Microsoft exposes tactics used by major threat actors

by Alexandru Poloboc
Alexandru Poloboc
Alexandru Poloboc
News Editor
With an overpowering desire to always get to the bottom of things and uncover the truth, Alex spent most of his time working as a news reporter, anchor,... read more
Affiliate Disclosure
  • Infamous threat actors that keep targeting organizations and agencies around the world.
  • Microsoft is now shedding light on some of the major hacker groups and their operations.
  • IT service providers were targetted by groups based in China, Russia, North Korea, and Iran.
  • For example, Russia’s Nobelium typically focuses its efforts on software supply chain attacks.

The Redmond-based tech company has recently shed light on some of the more infamous threat actors that have targeted organizations and agencies around the world over the last 12 months.

According to the above-mentioned source, by targeting IT service providers, hacking groups based in China, Russia, North Korea, and Iran hope to create domino effects to cascade down to individual users.

Most of these attacks by nation-state actors, at almost 80 percent, have been directed towards government agencies, think tanks, and non-government organizations.

Attacks are mostly targetting government organizations

The tech giant highlighted the Russia-based Nobelium, the China-backed Nickel, North Korea-supported Thallium, and Iran’s Phosphorus as the most active groups attacking the global government sector.

And yes, we are particularly talking about government entities that are actively involved in international affairs.

While each of the nations may have threat actors that go after similar targets and utilize similar techniques, each nation and group has its own style.

For example, Russia’s Nobelium typically focuses its efforts on software supply chain attacks.

A perfect example is the SolarWinds hack, about which Microsoft’s John Lambert, vice president of the Threat Intelligence Centre, said that it exploited 100 organizations.

Hafnium operates primarily from leased virtual private servers in the United States and targets entities across a number of industry sectors, including infectious disease researchers, law firms, higher education institutions, defense contractors, policy think tanks and NGOs.

Microsoft also recently flagged Nobelium as a potential threat against cloud service providers and resellers after it employed password spray and phishing attacks to attack third-party providers and provide a set-up for future hacks.

In addition to Nickel, China’s Hafnium was prominent during the first quarter of 2021 as it attacked on-premises versions of the Microsoft Exchange Server.

Rubidium, thought to be responsible for the Pay2Key and N3tw0rm ransomware attacks against Israel, was flagged by Microsoft as a threat actor of particular concern.

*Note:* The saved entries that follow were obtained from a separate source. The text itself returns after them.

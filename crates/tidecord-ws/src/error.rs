use std::time::Duration;

use thiserror::Error;

#[derive(Debug, Error)]
pub enum ConnectionError {
    #[error("websocket error: {0}")]
    WebSocket(#[from] tokio_tungstenite::tungstenite::Error),
    #[error("json error: {0}")]
    Json(#[from] serde_json::Error),
    #[error("socket is not connected")]
    NotConnected,
    #[error("connect timed out after {0:?}")]
    ConnectTimeout(Duration),
    #[error("protocol error: {0}")]
    Protocol(String),
    #[error("connection was stopped")]
    Stopped,
}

Meanwhile, North Korea gained a reputation for focusing on consumer accounts in the hopes of gaining diplomatic or geopolitical intelligence.

For example, its Zinc and Cerium state actors were behind attacks against pharmaceutical companies and vaccine researchers.

Lambert, along with other experts is hypothesizing it could have been an attempt to speed up the country’s own vaccine research.

Thallium had a low rate of successful compromise with a large-scale spear-phishing operation, its usual strategy, as such attacks are becoming easier to detect and defend against.

Even though experts are doing everything in their power to stop such attacks from becoming more frequent, the numbers are expected to rise.

Remember to do your best to keep your sensitive data safe from malicious third parties. This means no downloading from unsafe sources, no opening suspicious emails, and definitely not giving anyone your credentials.

Recently there has been a rise in attacks that hackers have conducted via emails that contained scannable QR codes, so watch out for that too.